If you use one at startup, I'd pull it after she warms up.


----------



## 2COR517 (Oct 23, 2008)

You want as much airflow as possible. Not just for the engine, but the alternator too.


----------



## got-h2o (Sep 26, 2008)

My 12V runs cold in the winter. We had cardboard on the rad most of the winter actually. It is a non ac truck which probably hurt it for staying warm by not having a condensor to help slow down the air. My 04 PSD started running colder when temps dropped too. I remember my guy had a pepsi box on the grill for a little while during Jan/Feb LOL. As for my Dmaxes I had winter fronts for most of them and never put them on. They always seemed to be fine.


----------



## got-h2o (Sep 26, 2008)

If I were you I'd just keep it handy and see. Chances are you won't need it, but on a 10* blustery plow night you may have cold toes if you don't


----------



## IA Farmer (Nov 7, 2004)

Thanks for the help, I ordered one and will pick it up tomorrow and just see how it goes on cold days.


----------



## got-h2o (Sep 26, 2008)

They're great for traveling.................nice to have in case


----------



## Philbilly2 (Aug 25, 2007)

got-h2o;1365692 said:


> If I were you I'd just keep it handy and see. Chances are you won't need it, but on a 10* blustery plow night you may have cold toes if you don't


Bill that makes me laugh. Last year I was plowing in the 6.5L and it was so cold and windy out I couldn't even have the window down. I kept having to pull out of the lot I was plowing and run up and down randall road with the plow all the way up to make enough heat to get the windsheld to defrost. :laughing:


----------



## got-h2o (Sep 26, 2008)

Lmao nice...........


----------



## Steve8511 (Nov 28, 2011)

If your truck doesn't warm up- you need a new thermostat! The way it works is that the fan engages because the heat through the radiator makes the fan engage. So if you made the fan word harder -makes the engine work harder - making you pay more for gas(diesel).
If you had made a high performance Cummins and were towing and the engine temp got too high then you change the cooling system- not before


----------



## got-h2o (Sep 26, 2008)

They make winter fronts for diesels for a reason......not b/c brand new trucks need thermostats


----------



## Antlerart06 (Feb 28, 2011)

I run one to keep the snow from getting on my belts mostly do that during a blizzard


----------



## DAFFMOBILEWASH (Dec 9, 2006)

If the temp for the day didn't break zero f then a grill cover might be handy. I have never had any issues with mine with lack of heat.


----------



## erkoehler (Sep 25, 2008)

Only time I've had a problem was during the blizzard last season. Wasn't a huge deal, and I do not cover the grill.


----------



## R.J.S. SNOWPLOW (Dec 9, 2009)

We only need a thermostat is in the summer. To cool the engine down. I usually take them out for the winter


----------



## DAFFMOBILEWASH (Dec 9, 2006)

R.J.S. SNOWPLOW;1367393 said:


> We only need a thermostat is in the summer. To cool the engine down. I usually take them out for the winter


T stats are there for a reason. In the winter it is to maitain a certain run temp to make the engine run as efficient as possible. Remove this in the winter and the truck engine will never create ample heat or reach a proper running temp. The cab will always be cold and the engine will run rich. NTM waiting forever in the AM to defrost the windows...

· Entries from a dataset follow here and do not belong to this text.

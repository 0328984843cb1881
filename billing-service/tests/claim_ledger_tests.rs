mod common;

use billing_service::{BillingError, OrderRef, PayerContext, SettlementStore};
use common::{plan_with, scripted_engine, Fixture};
use config_engine::SettlementConfig;
use insurance_service::{
    CategoryCoverage, ClaimRequest, ClaimStatus, ClaimTx, ClaimType, CoveragePlan, Encounter, InsuranceError,
    ServiceCategory,
};
use rust_decimal::Decimal;
use rust_decimal_macros::dec;
use uuid::Uuid;

fn generous_plan() -> CoveragePlan {
    CoveragePlan::new(Uuid::new_v4(), "Gold")
        .with_rule(ServiceCategory::Consultation, CategoryCoverage::all(dec!(70)))
        .with_rule(ServiceCategory::Drug, CategoryCoverage::all(dec!(70)))
        .with_rule(ServiceCategory::Laboratory, CategoryCoverage::all(dec!(50)))
}

async fn insured_fixture() -> Fixture {
    let fx = Fixture::new();
    fx.insure(generous_plan()).await;
    fx.fund_wallet(dec!(10000.00)).await;
    fx
}

/// Settle an order and return the id of the claim it raised
async fn claim_for(fx: &Fixture, order: OrderRef) -> Uuid {
    fx.engine
        .settle_new(order, fx.actor)
        .await
        .unwrap()
        .claim
        .expect("order should be claimed")
        .id
}

#[tokio::test]
async fn test_full_approval() {
    let fx = insured_fixture().await;
    let claim_id = claim_for(&fx, OrderRef::new(ClaimType::Drug, fx.patient, dec!(100.00))).await;

    let claim = fx
        .adjudication
        .approve(claim_id, dec!(100.00), fx.actor, None)
        .await
        .unwrap();

    assert_eq!(claim.status, ClaimStatus::Approved);
    assert_eq!(claim.approved_amount, Some(dec!(100.00)));
    assert_eq!(claim.covered_amount, dec!(100.00));
    assert_eq!(claim.patient_amount, Decimal::ZERO);
    assert_eq!(claim.processed_by, Some(fx.actor));
    assert!(claim.processed_date.is_some());
}

#[tokio::test]
async fn test_partial_approval_keeps_amounts_balanced() {
    let fx = insured_fixture().await;
    let claim_id = claim_for(&fx, OrderRef::new(ClaimType::Drug, fx.patient, dec!(100.00))).await;

    fx.adjudication.start_processing(claim_id).await.unwrap();
    let claim = fx
        .adjudication
        .approve(claim_id, dec!(45.55), fx.actor, Some("tariff ceiling".to_string()))
        .await
        .unwrap();

    assert_eq!(claim.status, ClaimStatus::PartiallyApproved);
    assert_eq!(claim.covered_amount, dec!(45.55));
    assert_eq!(claim.patient_amount, dec!(54.45));
    assert!(claim.is_balanced());
}

#[tokio::test]
async fn test_approval_above_total_is_refused() {
    let fx = insured_fixture().await;
    let claim_id = claim_for(&fx, OrderRef::new(ClaimType::Drug, fx.patient, dec!(100.00))).await;

    let err = fx
        .adjudication
        .approve(claim_id, dec!(100.01), fx.actor, None)
        .await
        .unwrap_err();
    assert!(matches!(err, BillingError::Insurance(InsuranceError::InvalidAmount(_))));

    let stored = fx.store.claim(claim_id).await.unwrap();
    assert_eq!(stored.status, ClaimStatus::Pending);
    assert_eq!(stored.covered_amount, dec!(70.00));
}

#[tokio::test]
async fn test_rejection_moves_everything_to_patient() {
    let fx = insured_fixture().await;
    let claim_id = claim_for(&fx, OrderRef::new(ClaimType::Drug, fx.patient, dec!(100.00))).await;

    let claim = fx
        .adjudication
        .reject(claim_id, fx.actor, "policy lapsed, call 555-123-4567")
        .await
        .unwrap();

    assert_eq!(claim.status, ClaimStatus::Rejected);
    assert_eq!(claim.covered_amount, dec!(0.00));
    assert_eq!(claim.patient_amount, dec!(100.00));
    assert!(claim.is_balanced());

    let err = fx
        .adjudication
        .approve(claim_id, dec!(10.00), fx.actor, None)
        .await
        .unwrap_err();
    assert!(matches!(
        err,
        BillingError::Insurance(InsuranceError::InvalidState { status: ClaimStatus::Rejected, .. })
    ));
}

#[tokio::test]
async fn test_paid_only_after_approval_and_only_once() {
    let fx = insured_fixture().await;
    let claim_id = claim_for(&fx, OrderRef::new(ClaimType::Laboratory, fx.patient, dec!(60.00))).await;

    let err = fx.adjudication.mark_paid(claim_id).await.unwrap_err();
    assert!(matches!(err, BillingError::Insurance(InsuranceError::InvalidState { .. })));

    fx.adjudication
        .approve(claim_id, dec!(30.00), fx.actor, None)
        .await
        .unwrap();
    let paid = fx.adjudication.mark_paid(claim_id).await.unwrap();
    assert_eq!(paid.status, ClaimStatus::Paid);
    assert!(paid.paid_date.is_some());

    let err = fx.adjudication.mark_paid(claim_id).await.unwrap_err();
    assert!(matches!(
        err,
        BillingError::Insurance(InsuranceError::InvalidState { status: ClaimStatus::Paid, .. })
    ));
}

#[tokio::test]
async fn test_encounter_summary_tracks_its_claims() {
    let fx = insured_fixture().await;
    let consultation = Uuid::new_v4();

    let drug = claim_for(
        &fx,
        OrderRef::new(ClaimType::Drug, fx.patient, dec!(100.00)).in_consultation(consultation),
    )
    .await;
    claim_for(
        &fx,
        OrderRef::new(ClaimType::Laboratory, fx.patient, dec!(40.00)).in_consultation(consultation),
    )
    .await;

    let summaries = fx.store.summaries().await;
    assert_eq!(summaries.len(), 1);
    let summary = &summaries[0];
    assert_eq!(summary.encounter, Encounter::Consultation(consultation));
    assert_eq!(summary.claim_count, 2);
    assert_eq!(summary.total_amount, dec!(140.00));
    assert_eq!(summary.covered_amount, dec!(90.00));
    assert_eq!(summary.patient_amount, dec!(50.00));

    fx.adjudication.reject(drug, fx.actor, "duplicate").await.unwrap();
    let summary = fx.store.summaries().await.remove(0);
    assert_eq!(summary.covered_amount, dec!(20.00));
    assert_eq!(summary.patient_amount, dec!(120.00));
}

#[tokio::test]
async fn test_attach_to_summary_is_idempotent() {
    let fx = insured_fixture().await;
    let admission = fx.admit(dec!(1000.00)).await;
    let claim_id = claim_for(
        &fx,
        OrderRef::new(ClaimType::Drug, fx.patient, dec!(80.00)).in_admission(admission.id),
    )
    .await;

    let mut tx = fx.store.begin().await.unwrap();
    let mut claim = tx.lock_claim(claim_id).await.unwrap().unwrap();
    let first = fx.engine.ledger().attach_to_summary(&mut tx, &mut claim).await.unwrap();
    let second = fx.engine.ledger().attach_to_summary(&mut tx, &mut claim).await.unwrap();
    fx.store.commit(tx).await.unwrap();

    let (first, second) = (first.unwrap(), second.unwrap());
    assert_eq!(first.id, second.id);
    assert_eq!(second.claim_count, 1);
    assert_eq!(second.total_amount, dec!(80.00));

    let summaries = fx.store.summaries().await;
    assert_eq!(summaries.len(), 1);
    assert_eq!(summaries[0].total_amount, dec!(80.00));
    assert_eq!(summaries[0].covered_amount, dec!(56.00));
    assert_eq!(summaries[0].encounter, Encounter::Admission(admission.id));
}

#[tokio::test]
async fn test_orphan_claim_stays_without_summary() {
    let fx = insured_fixture().await;
    let claim_id = claim_for(&fx, OrderRef::new(ClaimType::Drug, fx.patient, dec!(20.00))).await;

    let claim = fx.store.claim(claim_id).await.unwrap();
    assert_eq!(claim.summary_id, None);
    assert!(fx.store.summaries().await.is_empty());
}

#[tokio::test]
async fn test_consultation_order_is_its_own_encounter() {
    let fx = insured_fixture().await;
    let order = OrderRef::new(ClaimType::Consultation, fx.patient, dec!(30.00));
    let consultation = order.id();
    claim_for(&fx, order).await;

    let summaries = fx.store.summaries().await;
    assert_eq!(summaries.len(), 1);
    assert_eq!(summaries[0].encounter, Encounter::Consultation(consultation));
}

#[tokio::test]
async fn test_removing_last_claim_deletes_summary() {
    let fx = insured_fixture().await;
    let surgery = Uuid::new_v4();
    let first = claim_for(
        &fx,
        OrderRef::new(ClaimType::Drug, fx.patient, dec!(10.00)).in_surgery(surgery),
    )
    .await;
    let second = claim_for(
        &fx,
        OrderRef::new(ClaimType::Drug, fx.patient, dec!(30.00)).in_surgery(surgery),
    )
    .await;

    fx.adjudication.remove_claim(first).await.unwrap();
    let summaries = fx.store.summaries().await;
    assert_eq!(summaries.len(), 1);
    assert_eq!(summaries[0].claim_count, 1);
    assert_eq!(summaries[0].total_amount, dec!(30.00));

    fx.adjudication.remove_claim(second).await.unwrap();
    assert!(fx.store.summaries().await.is_empty());
    assert!(fx.store.claims().await.is_empty());
}

#[tokio::test]
async fn test_paid_claim_cannot_be_removed() {
    let fx = insured_fixture().await;
    let claim_id = claim_for(&fx, OrderRef::new(ClaimType::Drug, fx.patient, dec!(10.00))).await;
    fx.adjudication
        .approve(claim_id, dec!(7.00), fx.actor, None)
        .await
        .unwrap();
    fx.adjudication.mark_paid(claim_id).await.unwrap();

    let err = fx.adjudication.remove_claim(claim_id).await.unwrap_err();
    assert!(matches!(
        err,
        BillingError::Insurance(InsuranceError::InvalidState { action: "removed", .. })
    ));
    assert!(fx.store.claim(claim_id).await.is_some());
}

#[tokio::test]
async fn test_second_claim_for_same_order_is_refused() {
    let fx = insured_fixture().await;
    let order = OrderRef::new(ClaimType::Drug, fx.patient, dec!(10.00));
    claim_for(&fx, order.clone()).await;

    let mut tx = fx.store.begin().await.unwrap();
    let active = tx
        .active_insurance(fx.patient, order.ordered_at.date_naive())
        .await
        .unwrap()
        .unwrap();
    let request = ClaimRequest {
        target: order.target,
        patient_id: fx.patient,
        billed_item: None,
        total_amount: order.total_amount,
        service_date: order.ordered_at.date_naive(),
        created_by: fx.actor,
    };
    let err = fx
        .engine
        .ledger()
        .create_claim(&mut tx, Some(&active), &request)
        .await
        .unwrap_err();

    assert!(matches!(err, InsuranceError::DuplicateClaim { .. }));
}

#[tokio::test]
async fn test_claim_number_collision_is_retried() {
    let fx = insured_fixture().await;
    let engine = scripted_engine(&fx.store, &fx.config, &["CLM-0000000A", "CLM-0000000A", "CLM-0000000B"]);

    let first = engine
        .settle_new(OrderRef::new(ClaimType::Drug, fx.patient, dec!(10.00)), fx.actor)
        .await
        .unwrap();
    let second = engine
        .settle_new(OrderRef::new(ClaimType::Drug, fx.patient, dec!(10.00)), fx.actor)
        .await
        .unwrap();

    assert_eq!(first.claim.unwrap().claim_number, "CLM-0000000A");
    assert_eq!(second.claim.unwrap().claim_number, "CLM-0000000B");
}

#[tokio::test]
async fn test_exhausted_claim_numbers_abort_the_settlement() {
    let fx = insured_fixture().await;
    let config = SettlementConfig {
        claim_number_attempts: 3,
        ..fx.config.clone()
    };
    let engine = scripted_engine(&fx.store, &config, &["CLM-FFFFFFFF"]);

    engine
        .settle_new(OrderRef::new(ClaimType::Drug, fx.patient, dec!(10.00)), fx.actor)
        .await
        .unwrap();
    let order = engine
        .record_order(OrderRef::new(ClaimType::Drug, fx.patient, dec!(10.00)))
        .await
        .unwrap();
    let err = engine
        .settle(
            &order.order.target,
            PayerContext::Wallet(fx.patient),
            fx.actor,
        )
        .await
        .unwrap_err();

    assert!(matches!(
        err,
        BillingError::Insurance(InsuranceError::ClaimNumberExhausted(3))
    ));
    assert_eq!(fx.store.claims().await.len(), 1);
    assert!(fx.store.order(&order.order.target).await.unwrap().is_pending());
}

Now if you do this to stop overheating issues caused by the blade then you are still creating more issues. Engines overheat mainly from the lack of positive air pressure on the radiator which is used to cool the engine. The way to solve this issue is causing more air to be pulled through the rad. This can be done by messing with the blade run heights and angles and a heavy duty clutch on the fan.


----------



## 2COR517 (Oct 23, 2008)

R.J.S. SNOWPLOW;1367393 said:


> We only need a thermostat is in the summer. To cool the engine down. I usually take them out for the winter


Glad I'm not too worried about buying a truck you owned.


----------



## 04WhiteSport (Dec 8, 2008)

I keep a piece of cardboard in front of the Air intake on the pass side of the grill to keep snow out of the intake. You WILL clog the air filtr with snow if not, but the full front cover I would leave open for the trans cooler and stuff. just block the air intake.


----------



## jmbones (Jun 17, 2009)

Folks, don't forget it's not only the engine that uses that air, most HD Dodge have the trans cooler up front as well. That definitely needs air.


----------



## justme- (Dec 28, 2004)

Lund made snap in plastic cold fronts for 2nd gen Dodges - I have been running one winter time since the 2nd year I got the truck. Makes a BIG difference in warm up time for me- 10 minutes and the needle moves instead of 30 minutes without. Over the years I lost half of the panels so only the drivers side is covered these days, but it's basically the same. The cooling system in the 2nd gen is so overbuilt the only time I ever had an issue was when the t-stat stuck open, then closed. 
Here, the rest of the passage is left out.